* [Recorded information]
________________________
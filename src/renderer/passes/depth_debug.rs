//! Depth Debug Pass
//!
//! Fullscreen visualization of the frame's depth buffer, used by the
//! scene-depth view mode. Samples the depth attachment written by the
//! geometry passes earlier in the same frame and maps it to a linear
//! grayscale ramp.

use super::{FrameContext, PassInit, RenderPass, apply_viewport, depth_texture_layout_entry,
    uniform_layout_entry};
use crate::renderer::SCREEN_BUFFER;
use crate::renderer::pipeline::{CompileRequest, PipelineKey, ShaderStage, fx_hash_key};
use crate::renderer::viewport::Viewport;
use crate::scene::Scene;

const VERTEX_KEY: &str = "DepthDebugVertexShader";
const PIXEL_KEY: &str = "DepthDebugPixelShader";
const SOURCE: &str = "depth_debug";

pub struct DepthDebugRenderPass {
    layout: Option<wgpu::BindGroupLayout>,
}

impl DepthDebugRenderPass {
    #[must_use]
    pub fn new() -> Self {
        Self { layout: None }
    }
}

impl Default for DepthDebugRenderPass {
    fn default() -> Self {
        Self::new()
    }
}

impl RenderPass for DepthDebugRenderPass {
    fn name(&self) -> &'static str {
        "Depth Debug Pass"
    }

    fn initialize(&mut self, init: &mut PassInit<'_>) {
        if let Err(e) = init.shaders.register_vertex(
            VERTEX_KEY,
            CompileRequest::new(SOURCE, "vs_main", ShaderStage::Vertex),
        ) {
            log::error!("Failed to compile vertex shader '{VERTEX_KEY}': {e}");
        }
        if let Err(e) = init.shaders.register_pixel(
            PIXEL_KEY,
            CompileRequest::new(SOURCE, "fs_main", ShaderStage::Pixel),
        ) {
            log::error!("Failed to compile pixel shader '{PIXEL_KEY}': {e}");
        }

        self.layout = Some(init.device.create_bind_group_layout(
            &wgpu::BindGroupLayoutDescriptor {
                label: Some("Depth Debug Layout"),
                entries: &[
                    depth_texture_layout_entry(0),
                    uniform_layout_entry(1, wgpu::ShaderStages::FRAGMENT, false),
                ],
            },
        ));
    }

    fn prepare_render(&mut self, _scene: &Scene) {}

    fn render(&mut self, frame: &mut FrameContext<'_>, viewport: &Viewport) {
        let Some(layout) = &self.layout else {
            return;
        };
        let (Some(vertex), Some(pixel)) = (
            frame.shaders.vertex_by_key(VERTEX_KEY),
            frame.shaders.pixel_by_key(PIXEL_KEY),
        ) else {
            return;
        };
        let vertex = vertex.clone();
        let pixel = pixel.clone();

        let device = frame.device;
        let color_format = frame.color_format;

        let Some(screen_buffer) = frame.buffers.get(SCREEN_BUFFER) else {
            return;
        };

        // The depth view changes with target size, so the bind group is
        // rebuilt per frame rather than cached.
        let bind_group = device.create_bind_group(&wgpu::BindGroupDescriptor {
            label: Some("Depth Debug BindGroup"),
            layout,
            entries: &[
                wgpu::BindGroupEntry {
                    binding: 0,
                    resource: wgpu::BindingResource::TextureView(frame.depth_view),
                },
                wgpu::BindGroupEntry {
                    binding: 1,
                    resource: screen_buffer.as_entire_binding(),
                },
            ],
        });

        let vs_module = frame.modules.get_or_create(device, &vertex).clone();
        let ps_module = frame.modules.get_or_create(device, &pixel).clone();

        let key = PipelineKey {
            pass: "depth_debug",
            vertex_hash: vertex.source_hash(),
            pixel_hash: pixel.source_hash(),
            aux: fx_hash_key(&color_format),
        };
        let pipeline = frame
            .pipelines
            .get_or_create(&key, || {
                let pipeline_layout =
                    device.create_pipeline_layout(&wgpu::PipelineLayoutDescriptor {
                        label: Some("Depth Debug Pipeline Layout"),
                        bind_group_layouts: &[Some(layout)],
                        immediate_size: 0,
                    });
                device.create_render_pipeline(&wgpu::RenderPipelineDescriptor {
                    label: Some("Depth Debug Pipeline"),
                    layout: Some(&pipeline_layout),
                    vertex: wgpu::VertexState {
                        module: &vs_module,
                        entry_point: Some("vs_main"),
                        buffers: &[],
                        compilation_options: Default::default(),
                    },
                    fragment: Some(wgpu::FragmentState {
                        module: &ps_module,
                        entry_point: Some("fs_main"),
                        targets: &[Some(wgpu::ColorTargetState {
                            format: color_format,
                            blend: Some(wgpu::BlendState::REPLACE),
                            write_mask: wgpu::ColorWrites::ALL,
                        })],
                        compilation_options: Default::default(),
                    }),
                    primitive: wgpu::PrimitiveState::default(),
                    depth_stencil: None,
                    multisample: wgpu::MultisampleState::default(),
                    multiview_mask: None,
                    cache: None,
                })
            })
            .clone();

        let mut rpass = frame.encoder.begin_render_pass(&wgpu::RenderPassDescriptor {
            label: Some("Depth Debug Pass"),
            color_attachments: &[Some(wgpu::RenderPassColorAttachment {
                view: frame.color_view,
                resolve_target: None,
                ops: wgpu::Operations {
                    load: wgpu::LoadOp::Load,
                    store: wgpu::StoreOp::Store,
                },
                depth_slice: None,
            })],
            ..Default::default()
        });
        apply_viewport(&mut rpass, viewport.rect);
        rpass.set_pipeline(&pipeline);
        rpass.set_bind_group(0, &bind_group, &[]);
        rpass.draw(0..3, 0..1);
    }

    fn clear_render_arr(&mut self) {}
}
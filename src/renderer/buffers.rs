//! Buffer Management
//!
//! [`BufferManager`] owns the named per-frame constant buffers created once
//! at renderer initialization; passes look them up by key and the renderer
//! updates them through queue writes. [`DynamicUniformBuffer`] and
//! [`DynamicVertexBuffer`] cover the per-object cases where the amount of
//! data varies frame to frame.

use bytemuck::Pod;
use rustc_hash::FxHashMap;

/// Alignment of dynamic uniform-buffer offsets.
pub const UNIFORM_ALIGN: u64 = 256;

/// Named constant-buffer store.
#[derive(Default)]
pub struct BufferManager {
    buffers: FxHashMap<String, wgpu::Buffer>,
}

impl BufferManager {
    #[must_use]
    pub fn new() -> Self {
        Self {
            buffers: FxHashMap::default(),
        }
    }

    /// Creates (or replaces) the uniform buffer registered under `key`, sized
    /// for one `T`.
    pub fn create_uniform<T: Pod>(&mut self, device: &wgpu::Device, key: &str) {
        let buffer = device.create_buffer(&wgpu::BufferDescriptor {
            label: Some(key),
            size: std::mem::size_of::<T>() as u64,
            usage: wgpu::BufferUsages::UNIFORM | wgpu::BufferUsages::COPY_DST,
            mapped_at_creation: false,
        });
        self.buffers.insert(key.to_string(), buffer);
    }

    /// Writes `value` into the buffer registered under `key`.
    pub fn update<T: Pod>(&self, queue: &wgpu::Queue, key: &str, value: &T) {
        if let Some(buffer) = self.buffers.get(key) {
            queue.write_buffer(buffer, 0, bytemuck::bytes_of(value));
        } else {
            log::warn!("Constant buffer '{key}' was never created, dropping update");
        }
    }

    /// The buffer registered under `key`.
    #[must_use]
    pub fn get(&self, key: &str) -> Option<&wgpu::Buffer> {
        self.buffers.get(key)
    }
}

/// A growable uniform buffer addressed with dynamic offsets, one 256-byte
/// slot per object.
pub struct DynamicUniformBuffer {
    label: &'static str,
    buffer: Option<wgpu::Buffer>,
    capacity: u32,
}

impl DynamicUniformBuffer {
    #[must_use]
    pub fn new(label: &'static str) -> Self {
        Self {
            label,
            buffer: None,
            capacity: 0,
        }
    }

    /// Grows the buffer to hold at least `slots` entries. Returns `true` when
    /// the underlying buffer was recreated and dependent bind groups must be
    /// rebuilt.
    pub fn ensure(&mut self, device: &wgpu::Device, slots: u32) -> bool {
        let needed = slots.max(1);
        if self.buffer.is_some() && needed <= self.capacity {
            return false;
        }
        let capacity = needed.next_power_of_two();
        self.buffer = Some(device.create_buffer(&wgpu::BufferDescriptor {
            label: Some(self.label),
            size: u64::from(capacity) * UNIFORM_ALIGN,
            usage: wgpu::BufferUsages::UNIFORM | wgpu::BufferUsages::COPY_DST,
            mapped_at_creation: false,
        }));
        self.capacity = capacity;
        true
    }

    /// Writes one entry into its slot.
    pub fn write<T: Pod>(&self, queue: &wgpu::Queue, slot: u32, value: &T) {
        if let Some(buffer) = &self.buffer {
            queue.write_buffer(
                buffer,
                u64::from(slot) * UNIFORM_ALIGN,
                bytemuck::bytes_of(value),
            );
        }
    }

    /// Dynamic offset of a slot, passed to `set_bind_group`.
    #[must_use]
    pub fn offset(slot: u32) -> u32 {
        slot * UNIFORM_ALIGN as u32
    }

    /// Binding resource covering one entry of type `T` at offset zero.
    #[must_use]
    pub fn binding<T: Pod>(&self) -> Option<wgpu::BindingResource<'_>> {
        let buffer = self.buffer.as_ref()?;
        Some(wgpu::BindingResource::Buffer(wgpu::BufferBinding {
            buffer,
            offset: 0,
            size: wgpu::BufferSize::new(std::mem::size_of::<T>() as u64),
        }))
    }
}

/// A growable vertex buffer refilled every frame.
pub struct DynamicVertexBuffer {
    label: &'static str,
    buffer: Option<wgpu::Buffer>,
    capacity: u64,
}

impl DynamicVertexBuffer {
    #[must_use]
    pub fn new(label: &'static str) -> Self {
        Self {
            label,
            buffer: None,
            capacity: 0,
        }
    }

    /// Uploads `data`, growing the buffer when needed.
    pub fn upload(&mut self, device: &wgpu::Device, queue: &wgpu::Queue, data: &[u8]) {
        if data.is_empty() {
            return;
        }
        let needed = data.len() as u64;
        if self.buffer.is_none() || self.capacity < needed {
            let capacity = needed.next_power_of_two();
            self.buffer = Some(device.create_buffer(&wgpu::BufferDescriptor {
                label: Some(self.label),
                size: capacity,
                usage: wgpu::BufferUsages::VERTEX | wgpu::BufferUsages::COPY_DST,
                mapped_at_creation: false,
            }));
            self.capacity = capacity;
        }
        if let Some(buffer) = &self.buffer {
            queue.write_buffer(buffer, 0, data);
        }
    }

    /// The current buffer, if anything was ever uploaded.
    #[must_use]
    pub fn buffer(&self) -> Option<&wgpu::Buffer> {
        self.buffer.as_ref()
    }
}
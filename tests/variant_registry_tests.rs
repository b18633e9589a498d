//! Variant Registry Tests
//!
//! Tests for:
//! - register_builtin_variants against the crate's real shader sources:
//!   4 pixel programs, 2 distinct vertex programs, idempotent re-registration
//! - pipeline_for lookup semantics: shared vertex reuse, explicit None for
//!   unavailable variants
//! - Partial registration failure leaving the registry otherwise intact

use std::sync::Arc;

use prism::{
    CompileRequest, LightingModel, ShaderCompiler, ShaderRegistry, ShaderStage,
};

fn registry_with_builtins() -> ShaderRegistry {
    let mut registry = ShaderRegistry::new(ShaderCompiler::new("shaders"));
    registry.register_builtin_variants();
    registry
}

// ============================================================================
// Registration
// ============================================================================

#[test]
fn builtin_variants_register_four_pixel_and_two_vertex_programs() {
    let registry = registry_with_builtins();

    assert_eq!(registry.pixel_count(), 4);
    assert_eq!(registry.vertex_count(), 2);

    // Every variant resolves to a full pipeline.
    for model in LightingModel::ALL {
        assert!(registry.pipeline_for(model).is_some(), "{model:?}");
    }

    // Four distinct pixel programs from one shared source.
    let mut hashes: Vec<u128> = LightingModel::ALL
        .iter()
        .map(|&m| registry.pipeline_for(m).unwrap().pixel.source_hash())
        .collect();
    hashes.sort_unstable();
    hashes.dedup();
    assert_eq!(hashes.len(), 4);
}

#[test]
fn registering_builtin_variants_twice_compiles_nothing_new() {
    let mut registry = registry_with_builtins();
    let compiles_after_first = registry.compiler().compile_count();

    registry.register_builtin_variants();

    assert_eq!(registry.compiler().compile_count(), compiles_after_first);
    assert_eq!(registry.pixel_count(), 4);
    assert_eq!(registry.vertex_count(), 2);
}

// ============================================================================
// Lookup
// ============================================================================

#[test]
fn non_gouraud_variants_share_one_vertex_program() {
    let registry = registry_with_builtins();

    let lambert = registry.pipeline_for(LightingModel::Lambert).unwrap();
    let blinn = registry.pipeline_for(LightingModel::BlinnPhong).unwrap();
    let unlit = registry.pipeline_for(LightingModel::Unlit).unwrap();
    let gouraud = registry.pipeline_for(LightingModel::Gouraud).unwrap();

    assert!(Arc::ptr_eq(&lambert.vertex, &blinn.vertex));
    assert!(Arc::ptr_eq(&lambert.vertex, &unlit.vertex));
    assert!(!Arc::ptr_eq(&lambert.vertex, &gouraud.vertex));
}

#[test]
fn unregistered_variant_lookup_returns_none() {
    let registry = ShaderRegistry::new(ShaderCompiler::new("shaders"));

    for model in LightingModel::ALL {
        assert!(registry.pipeline_for(model).is_none());
    }
    assert!(registry.vertex_by_key("StaticMeshVertexShader").is_none());
    assert!(registry.pixel_by_key("BlinnPhong").is_none());
}

#[test]
fn failed_registration_leaves_the_variant_unavailable() {
    let mut registry = registry_with_builtins();

    let result = registry.register_pixel(
        "Broken",
        CompileRequest::new("does_not_exist", "fs_main", ShaderStage::Pixel),
    );

    assert!(result.is_err());
    assert!(registry.pixel_by_key("Broken").is_none());
    // The rest of the registry is untouched.
    assert_eq!(registry.pixel_count(), 4);
}
//! Error Types
//!
//! This module defines the error types used throughout the engine.
//!
//! All public APIs return [`Result<T>`], an alias for
//! `std::result::Result<T, PrismError>`. Shader compilation failures carry the
//! raw compiler diagnostic so callers can surface it verbatim in the log; no
//! structured error codes are exposed beyond the variant itself.

use std::path::PathBuf;

use thiserror::Error;

use crate::renderer::pipeline::ShaderStage;

/// The main error type for the Prism engine.
#[derive(Error, Debug)]
pub enum PrismError {
    // ========================================================================
    // GPU Errors
    // ========================================================================
    /// Failed to request a compatible GPU adapter.
    #[error("Failed to request WGPU adapter: {0}")]
    AdapterRequestFailed(String),

    /// Failed to create the GPU device.
    #[error("Failed to create WGPU device: {0}")]
    DeviceCreateFailed(#[from] wgpu::RequestDeviceError),

    // ========================================================================
    // Shader Compilation Errors
    // ========================================================================
    /// A shader source or include file could not be resolved.
    #[error("Shader source not found: {path}")]
    ShaderSourceNotFound {
        /// The unresolved path.
        path: PathBuf,
    },

    /// Preprocessing (template rendering / include expansion) failed.
    #[error("Shader preprocess error in '{name}': {message}")]
    ShaderPreprocess {
        /// Template name relative to the shader root.
        name: String,
        /// Raw preprocessor diagnostic.
        message: String,
    },

    /// The generated WGSL failed to parse.
    #[error("Shader parse error in '{name}':\n{message}")]
    ShaderParse {
        /// Template name relative to the shader root.
        name: String,
        /// Raw compiler diagnostic.
        message: String,
    },

    /// The parsed module failed validation.
    #[error("Shader validation error in '{name}':\n{message}")]
    ShaderValidation {
        /// Template name relative to the shader root.
        name: String,
        /// Raw validator diagnostic.
        message: String,
    },

    /// The requested entry point does not exist in the compiled module.
    #[error("Entry point '{entry}' ({stage:?} stage) not found in shader '{name}'")]
    EntryPointNotFound {
        /// Template name relative to the shader root.
        name: String,
        /// Requested entry-point symbol.
        entry: String,
        /// Requested stage.
        stage: ShaderStage,
    },

    // ========================================================================
    // I/O Errors
    // ========================================================================
    /// File I/O error.
    #[error("IO error: {0}")]
    IoError(#[from] std::io::Error),
}

/// Alias for `Result<T, PrismError>`.
pub type Result<T> = std::result::Result<T, PrismError>;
________________________
* [Exercise description] In the records above, how many lines hold the string "entries"? Only the number should be given.

* [Answer box] 3